Oh goodness there were signs about this when I was in college and there should really be a few around the library I work at now. Really guys...libraries get you that hot?

Oh and to add to the music list: NO SOULJA BOY! (and yes, I think this warrants all caps)

5:00 PM, April 22, 2008  
Blogger Katya said...

No Filming Porno Movies in the Library.

No playing your music so loud that I can identify artist and song. I shouldn't be able to do that when you have headphones on.

6:58 AM, April 23, 2008  
Anonymous J said...

How about "No Douche Bags." I think that covers just about everything.

8:51 AM, April 23, 2008  
Anonymous Anonymous said...

i think "no breathing" will cover all of the things mentioned above.liron

10:52 AM, April 28, 2008  
Blogger Sara M said...

No, I will not do your research for you. You are an adult. You know what to do and how to use that database. I don't care if you brain if fried, do you think this is a vacation for me? Do it yourself.

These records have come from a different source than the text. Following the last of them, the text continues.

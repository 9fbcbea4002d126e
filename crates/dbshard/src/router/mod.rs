//! Deterministic key → shard routing.
//!
//! Keys are hashed with the first 8 bytes of SHA-256 over a type-tagged
//! encoding, so a key maps to the same shard across processes, platforms and
//! releases. Without buckets the hash is reduced modulo the shard count; with
//! buckets every shard contributes `virtual_nodes` points to a consistent-hash
//! ring, which limits remapping when shards are added.

use std::collections::{BTreeMap, HashMap};
use std::fmt;
use std::sync::Arc;

use sha2::{Digest, Sha256};
use tracing::debug;
use uuid::Uuid;

use crate::core::SqlValue;
use crate::error::{Result, ShardError};
use crate::topology::{ShardId, ShardTopology};

/// Default number of ring points per bucketed shard.
pub const DEFAULT_VIRTUAL_NODES: u32 = 64;

/// An entity key that can be routed.
#[derive(Debug, Clone, PartialEq, Eq, Hash)]
pub enum ShardKey {
    /// Integer key (covers int, bigint, smallint).
    Int(i64),
    /// UUID/GUID key.
    Uuid(Uuid),
    /// String key.
    Text(String),
    /// Raw binary key.
    Bytes(Vec<u8>),
}

impl ShardKey {
    /// Stable 64-bit hash of the key.
    ///
    /// A type tag is hashed first so `Int(1)` and `Text("1")` differ.
    pub fn stable_hash(&self) -> u64 {
        let mut hasher = Sha256::new();
        match self {
            ShardKey::Int(v) => {
                hasher.update([0u8]);
                hasher.update(v.to_be_bytes());
            }
            ShardKey::Uuid(v) => {
                hasher.update([1u8]);
                hasher.update(v.as_bytes());
            }
            ShardKey::Text(v) => {
                hasher.update([2u8]);
                hasher.update(v.as_bytes());
            }
            ShardKey::Bytes(v) => {
                hasher.update([3u8]);
                hasher.update(v);
            }
        }
        prefix_u64(&hasher.finalize())
    }
}

impl fmt::Display for ShardKey {
    fn fmt(&self, f: &mut fmt::Formatter<'_>) -> fmt::Result {
        match self {
            ShardKey::Int(v) => write!(f, "{}", v),
            ShardKey::Uuid(v) => write!(f, "{}", v),
            ShardKey::Text(v) => write!(f, "{}", v),
            ShardKey::Bytes(v) => write!(f, "0x{}", hex::encode(v)),
        }
    }
}

impl From<i64> for ShardKey {
    fn from(v: i64) -> Self {
        ShardKey::Int(v)
    }
}

impl From<i32> for ShardKey {
    fn from(v: i32) -> Self {
        ShardKey::Int(v as i64)
    }
}

impl From<Uuid> for ShardKey {
    fn from(v: Uuid) -> Self {
        ShardKey::Uuid(v)
    }
}

impl From<String> for ShardKey {
    fn from(v: String) -> Self {
        ShardKey::Text(v)
    }
}

impl From<&str> for ShardKey {
    fn from(v: &str) -> Self {
        ShardKey::Text(v.to_string())
    }
}

impl From<Vec<u8>> for ShardKey {
    fn from(v: Vec<u8>) -> Self {
        ShardKey::Bytes(v)
    }
}

impl TryFrom<&SqlValue> for ShardKey {
    type Error = ShardError;

    fn try_from(value: &SqlValue) -> Result<Self> {
        match value {
            SqlValue::I64(v) => Ok(ShardKey::Int(*v)),
            SqlValue::Uuid(v) => Ok(ShardKey::Uuid(*v)),
            SqlValue::Text(v) => Ok(ShardKey::Text(v.clone())),
            SqlValue::Bytes(v) => Ok(ShardKey::Bytes(v.clone())),
            other => Err(ShardError::Routing(format!(
                "unsupported key type '{}'",
                other.type_name()
            ))),
        }
    }
}

fn prefix_u64(digest: &[u8]) -> u64 {
    let mut bytes = [0u8; 8];
    bytes.copy_from_slice(&digest[..8]);
    u64::from_be_bytes(bytes)
}

fn ring_point(bucket: u32, replica: u32) -> u64 {
    let mut hasher = Sha256::new();
    hasher.update(b"vnode");
    hasher.update(bucket.to_be_bytes());
    hasher.update(replica.to_be_bytes());
    prefix_u64(&hasher.finalize())
}

/// Maps entity keys to shard ids for one topology version.
#[derive(Debug, Clone)]
pub struct ShardRouter {
    topology: Arc<ShardTopology>,
    /// Ring point → position in topology order. Empty for modulo routing.
    ring: BTreeMap<u64, usize>,
}

impl ShardRouter {
    /// Create a router with [`DEFAULT_VIRTUAL_NODES`] ring points per shard.
    pub fn new(topology: Arc<ShardTopology>) -> Result<Self> {
        Self::with_virtual_nodes(topology, DEFAULT_VIRTUAL_NODES)
    }

    /// Create a router with an explicit number of ring points per shard.
    pub fn with_virtual_nodes(topology: Arc<ShardTopology>, virtual_nodes: u32) -> Result<Self> {
        if topology.is_empty() {
            return Err(ShardError::Routing("topology has no shards".into()));
        }
        if virtual_nodes == 0 {
            return Err(ShardError::Config("virtual_nodes must be at least 1".into()));
        }

        let mut ring = BTreeMap::new();
        if topology.is_bucketed() {
            for (pos, shard) in topology.shards().iter().enumerate() {
                let Some(bucket) = shard.bucket else {
                    continue;
                };
                for replica in 0..virtual_nodes {
                    // Earliest-declared shard keeps a colliding point.
                    ring.entry(ring_point(bucket, replica)).or_insert(pos);
                }
            }
            debug!(
                "Built hash ring for topology v{}: {} points over {} shards",
                topology.version(),
                ring.len(),
                topology.len()
            );
        }

        Ok(Self { topology, ring })
    }

    pub fn topology(&self) -> &Arc<ShardTopology> {
        &self.topology
    }

    pub fn topology_version(&self) -> u64 {
        self.topology.version()
    }

    /// Resolve the shard that owns `key`.
    pub fn resolve(&self, key: &ShardKey) -> Result<ShardId> {
        let pos = self.position_for(key.stable_hash());
        Ok(self.topology.shards()[pos].id.clone())
    }

    /// Resolve a raw SQL value, rejecting unsupported key types.
    pub fn resolve_value(&self, value: &SqlValue) -> Result<ShardId> {
        self.resolve(&ShardKey::try_from(value)?)
    }

    /// Group keys by owning shard, in topology order.
    pub fn resolve_many<'k, I>(&self, keys: I) -> Result<Vec<(ShardId, Vec<ShardKey>)>>
    where
        I: IntoIterator<Item = &'k ShardKey>,
    {
        let mut grouped: HashMap<usize, Vec<ShardKey>> = HashMap::new();
        for key in keys {
            let pos = self.position_for(key.stable_hash());
            grouped.entry(pos).or_default().push(key.clone());
        }

        let mut groups: Vec<(usize, Vec<ShardKey>)> = grouped.into_iter().collect();
        groups.sort_unstable_by_key(|(pos, _)| *pos);
        Ok(groups
            .into_iter()
            .map(|(pos, keys)| (self.topology.shards()[pos].id.clone(), keys))
            .collect())
    }

    fn position_for(&self, hash: u64) -> usize {
        if self.ring.is_empty() {
            return (hash % self.topology.len() as u64) as usize;
        }
        self.ring
            .range(hash..)
            .next()
            .or_else(|| self.ring.iter().next())
            .map(|(_, &pos)| pos)
            .unwrap_or(0)
    }
}
//! Process-local ledger.

use std::collections::BTreeMap;
use std::sync::{Mutex, MutexGuard};

use async_trait::async_trait;

use super::history::{sort_history, MigrationHistoryStore};
use super::{validate_transition, MigrationRecord};
use crate::error::{Result, ShardError};
use crate::topology::ShardId;

/// Ledger held in memory. Lost when the process exits.
#[derive(Default)]
pub struct InMemoryHistoryStore {
    records: Mutex<BTreeMap<(ShardId, String), MigrationRecord>>,
}

impl InMemoryHistoryStore {
    pub fn new() -> Self {
        Self::default()
    }

    fn lock(&self) -> Result<MutexGuard<'_, BTreeMap<(ShardId, String), MigrationRecord>>> {
        self.records
            .lock()
            .map_err(|_| ShardError::History("in-memory ledger lock poisoned".into()))
    }
}

#[async_trait]
impl MigrationHistoryStore for InMemoryHistoryStore {
    async fn init(&self) -> Result<()> {
        Ok(())
    }

    async fn get(&self, shard: &ShardId, migration_id: &str) -> Result<Option<MigrationRecord>> {
        Ok(self
            .lock()?
            .get(&(shard.clone(), migration_id.to_string()))
            .cloned())
    }

    async fn record(&self, record: &MigrationRecord) -> Result<()> {
        let mut records = self.lock()?;
        let key = (record.shard_id.clone(), record.migration_id.clone());
        validate_transition(records.get(&key), record)?;
        records.insert(key, record.clone());
        Ok(())
    }

    async fn history(&self, shard: &ShardId) -> Result<Vec<MigrationRecord>> {
        let mut records: Vec<MigrationRecord> = self
            .lock()?
            .values()
            .filter(|r| &r.shard_id == shard)
            .cloned()
            .collect();
        sort_history(&mut records);
        Ok(records)
    }

    fn backend_type(&self) -> &'static str {
        "memory"
    }
}

#[cfg(test)]
mod tests {
    use super::*;
    use crate::migration::MigrationStatus;

    #[tokio::test]
    async fn test_applied_is_write_once() {
        let store = InMemoryHistoryStore::new();
        let s1 = ShardId::from("s1");
        store
            .record(&MigrationRecord::new(s1.clone(), "001", MigrationStatus::Applied))
            .await
            .unwrap();
        let err = store
            .record(&MigrationRecord::new(s1.clone(), "001", MigrationStatus::Pending))
            .await
            .unwrap_err();
        assert!(matches!(err, ShardError::MigrationConflict { .. }));
        assert_eq!(
            store.get(&s1, "001").await.unwrap().unwrap().status,
            MigrationStatus::Applied
        );
    }

    #[tokio::test]
    async fn test_history_filters_by_shard() {
        let store = InMemoryHistoryStore::new();
        for (shard, id) in [("s1", "001"), ("s2", "001"), ("s1", "002")] {
            store
                .record(&MigrationRecord::new(shard.into(), id, MigrationStatus::Applied))
                .await
                .unwrap();
        }
        let history = store.history(&"s1".into()).await.unwrap();
        let ids: Vec<&str> = history.iter().map(|r| r.migration_id.as_str()).collect();
        assert_eq!(ids, vec!["001", "002"]);
        assert_eq!(store.backend_type(), "memory");
    }
}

No, you may not use my stapler- NOT!

No, I don't know how to use the new Excel either. Microsoft sucks.

8:10 AM, May 01, 2008  
Blogger The.Effing.Librarian said...

I put a bunch of Yes! items on my page... but then you already know that since I steal from you often :)

6:33 AM, May 05, 2008  
Blogger Dragon Reads said...

No putting your hands down your boyfriends pants in the children’s department--really!

2:14 PM, May 16, 2008  
Blogger JamiSings said...

How about "No yelling at the clerks when we charge you for a book that you got wet"?

Or "We are not your babysitters. No leaving your children alone. Don't you ever watch the news? Know what a pedophile is? Yeah, stop being a putz and watch your own kids!"

And finally - "If you know your child doesn't understand the concept of money, don't allow him in the library by himself to buy things from the Friends cart, then yell and scream at us when he puts $21 into a locked box."

1:53 PM, June 18, 2008  
Anonymous Anonymous said...

How about "NO clogging the printer because you are printing to many images of animal porn." That never happened to me, I swear.

~OR~

How about "NO flirting with the librarian at the front desk to get out of overdue fines." That never happened to me either!